_INSTRUCTIONS FOR THE TASK_
Repeat all entries exactly.

(Saved data entries)

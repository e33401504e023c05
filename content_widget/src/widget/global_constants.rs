// Copyright (c) 2025 R3BL LLC. Licensed under Apache License, Version 2.0.

// cspell:words minimap

/// Stable identifier that the host uses to key / track the widget.
pub const CONTENT_WIDGET_ID: &str = "AI-Inline-Chat-Content-Widget";

/// The overlay is not shown if the editor area is narrower than this. The gutter on the
/// left (line numbers, etc.) and the minimap on the right are not counted. Same unit as
/// [`crate::LayoutInfo`].
pub const MIN_VISIBLE_WIDTH: f64 = 270.0;

/// If the two lines next to the cursor line (above it when the cursor is at the start of
/// the selection, below it when at the end) don't reach further right than the cursor
/// line plus this many columns, then the widget is placed right there without scanning
/// the selection.
pub const SHORTCUT_COLUMN_THRESHOLD: usize = 10;

/// Capacity of the broadcast channel that carries click action events.
pub const CLICK_ACTION_CHANNEL_CAPACITY: usize = 16;

/// Styling applied to the overlay node.
#[repr(u16)]
#[derive(Clone, Copy, Debug, Eq, PartialEq)]
pub enum DefaultWidgetStyle {
    PaddingPx = 6,
    PaddingRightPx = 50,
    ZIndex = 999,
}
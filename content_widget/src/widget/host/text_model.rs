// Copyright (c) 2025 R3BL LLC. Licensed under Apache License, Version 2.0.

use unicode_segmentation::UnicodeSegmentation;

/// Read only view of the document, as seen by the placement engine. The only thing the
/// engine needs to know about a line is how far right its text reaches.
///
/// Callers must pass line numbers in `1..=line_count()`. The engine guarantees this by
/// going through [`crate::ClampedLineMetrics`].
pub trait TextModel {
    fn line_count(&self) -> usize;

    /// 1-based column of the last character on `line` that is not whitespace. Returns
    /// `0` when the line is blank.
    fn last_non_whitespace_column(&self, line: usize) -> usize;
}

/// A [`TextModel`] built from plain text. Columns are counted in grapheme clusters, so
/// `"😃"` and `"é"` (even when it is `e` + combining accent) are 1 column each, and a tab
/// is 1 column.
///
/// Lines are split on `\n` (a trailing `\r` is dropped), and a trailing newline starts an
/// empty last line, the same way an editor shows it. Empty text has 1 blank line.
#[derive(Debug, Clone, PartialEq, Eq)]
pub struct LinesTextModel {
    /// Index 0 holds line 1.
    last_non_whitespace_columns: Vec<usize>,
}

impl LinesTextModel {
    #[must_use]
    pub fn from_text(text: &str) -> Self {
        let last_non_whitespace_columns = text
            .split('\n')
            .map(|line| measure_last_non_whitespace_column(line.trim_end_matches('\r')))
            .collect();
        Self {
            last_non_whitespace_columns,
        }
    }

    /// Skip the text entirely, useful when you already know how long each line is. Each
    /// item is the value [`TextModel::last_non_whitespace_column`] returns for that line.
    /// An empty list is treated as 1 blank line.
    #[must_use]
    pub fn from_columns(columns: impl IntoIterator<Item = usize>) -> Self {
        let mut last_non_whitespace_columns: Vec<usize> = columns.into_iter().collect();
        if last_non_whitespace_columns.is_empty() {
            last_non_whitespace_columns.push(0);
        }
        Self {
            last_non_whitespace_columns,
        }
    }
}

impl TextModel for LinesTextModel {
    fn line_count(&self) -> usize { self.last_non_whitespace_columns.len() }

    fn last_non_whitespace_column(&self, line: usize) -> usize {
        line.checked_sub(1)
            .and_then(|index| self.last_non_whitespace_columns.get(index))
            .copied()
            .unwrap_or(0)
    }
}

fn measure_last_non_whitespace_column(line: &str) -> usize {
    line.graphemes(true)
        .enumerate()
        .filter(|(_, grapheme)| !grapheme.chars().all(char::is_whitespace))
        .last()
        .map_or(0, |(index, _)| index + 1)
}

_TASK OUTPUT_
repository e33401504e023c05
filename content_widget/src/widget/global_constants.rs
// Copyright (c) 2025 R3BL LLC. Licensed under Apache License, Version 2.0.

// cspell:words minimap

/// Stable identifier that the host uses to key / track the widget.
pub const CONTENT_WIDGET_ID: &str = "AI-Inline-Chat-Content-Widget";

/// The overlay is not shown if the editor area is narrower than this. The gutter on the
/// left (line numbers, etc.) and the minimap on the right are not counted. Same unit as
/// [`crate::LayoutInfo`].
pub const MIN_VISIBLE_WIDTH: f64 = 270.0;

/// If the two lines next to the cursor line (above it when the cursor is at the start of
/// the selection, below it when at the end) don't reach further right than the cursor
/// line plus this many columns, then the widget is placed right there without scanning
/// the selection.
pub const SHORTCUT_COLUMN_THRESHOLD: usize = 10;

/// Capacity of the broadcast channel that carries click action events.
pub const CLICK_ACTION_CHANNEL_CAPACITY: usize = 16;

/// Styling applied to the overlay node.
#[repr(u16)]
#[derive(Clone, Copy, Debug, Eq, PartialEq)]
pub enum DefaultWidgetStyle {
    PaddingPx = 6,
    PaddingRightPx = 50,
    ZIndex = 999,
}
filename content_widget/src/widget/host/text_model.rs
// Copyright (c) 2025 R3BL LLC. Licensed under Apache License, Version 2.0.

use unicode_segmentation::UnicodeSegmentation;

/// Read only view of the document, as seen by the placement engine. The only thing the
/// engine needs to know about a line is how far right its text reaches.
///
/// Callers must pass line numbers in `1..=line_count()`. The engine guarantees this by
/// going through [`crate::ClampedLineMetrics`].
pub trait TextModel {
    fn line_count(&self) -> usize;

    /// 1-based column of the last character on `line` that is not whitespace. Returns
    /// `0` when the line is blank.
    fn last_non_whitespace_column(&self, line: usize) -> usize;
}

/// A [`TextModel`] built from plain text. Columns are counted in grapheme clusters, so
/// `"😃"` and `"é"` (even when it is `e` + combining accent) are 1 column each, and a tab
/// is 1 column.
///
/// Lines are split on `\n` (a trailing `\r` is dropped), and a trailing newline starts an
/// empty last line, the same way an editor shows it. Empty text has 1 blank line.
#[derive(Debug, Clone, PartialEq, Eq)]
pub struct LinesTextModel {
    /// Index 0 holds line 1.
    last_non_whitespace_columns: Vec<usize>,
}

impl LinesTextModel {
    #[must_use]
    pub fn from_text(text: &str) -> Self {
        let last_non_whitespace_columns = text
            .split('\n')
            .map(|line| measure_last_non_whitespace_column(line.trim_end_matches('\r')))
            .collect();
        Self {
            last_non_whitespace_columns,
        }
    }

    /// Skip the text entirely, useful when you already know how long each line is. Each
    /// item is the value [`TextModel::last_non_whitespace_column`] returns for that line.
    /// An empty list is treated as 1 blank line.
    #[must_use]
    pub fn from_columns(columns: impl IntoIterator<Item = usize>) -> Self {
        let mut last_non_whitespace_columns: Vec<usize> = columns.into_iter().collect();
        if last_non_whitespace_columns.is_empty() {
            last_non_whitespace_columns.push(0);
        }
        Self {
            last_non_whitespace_columns,
        }
    }
}

impl TextModel for LinesTextModel {
    fn line_count(&self) -> usize { self.last_non_whitespace_columns.len() }

    fn last_non_whitespace_column(&self, line: usize) -> usize {
        line.checked_sub(1)
            .and_then(|index| self.last_non_whitespace_columns.get(index))
            .copied()
            .unwrap_or(0)
    }
}

fn measure_last_non_whitespace_column(line: &str) -> usize {
    line.graphemes(true)
        .enumerate()
        .filter(|(_, grapheme)| !grapheme.chars().all(char::is_whitespace))
        .last()
        .map_or(0, |(index, _)| index + 1)
}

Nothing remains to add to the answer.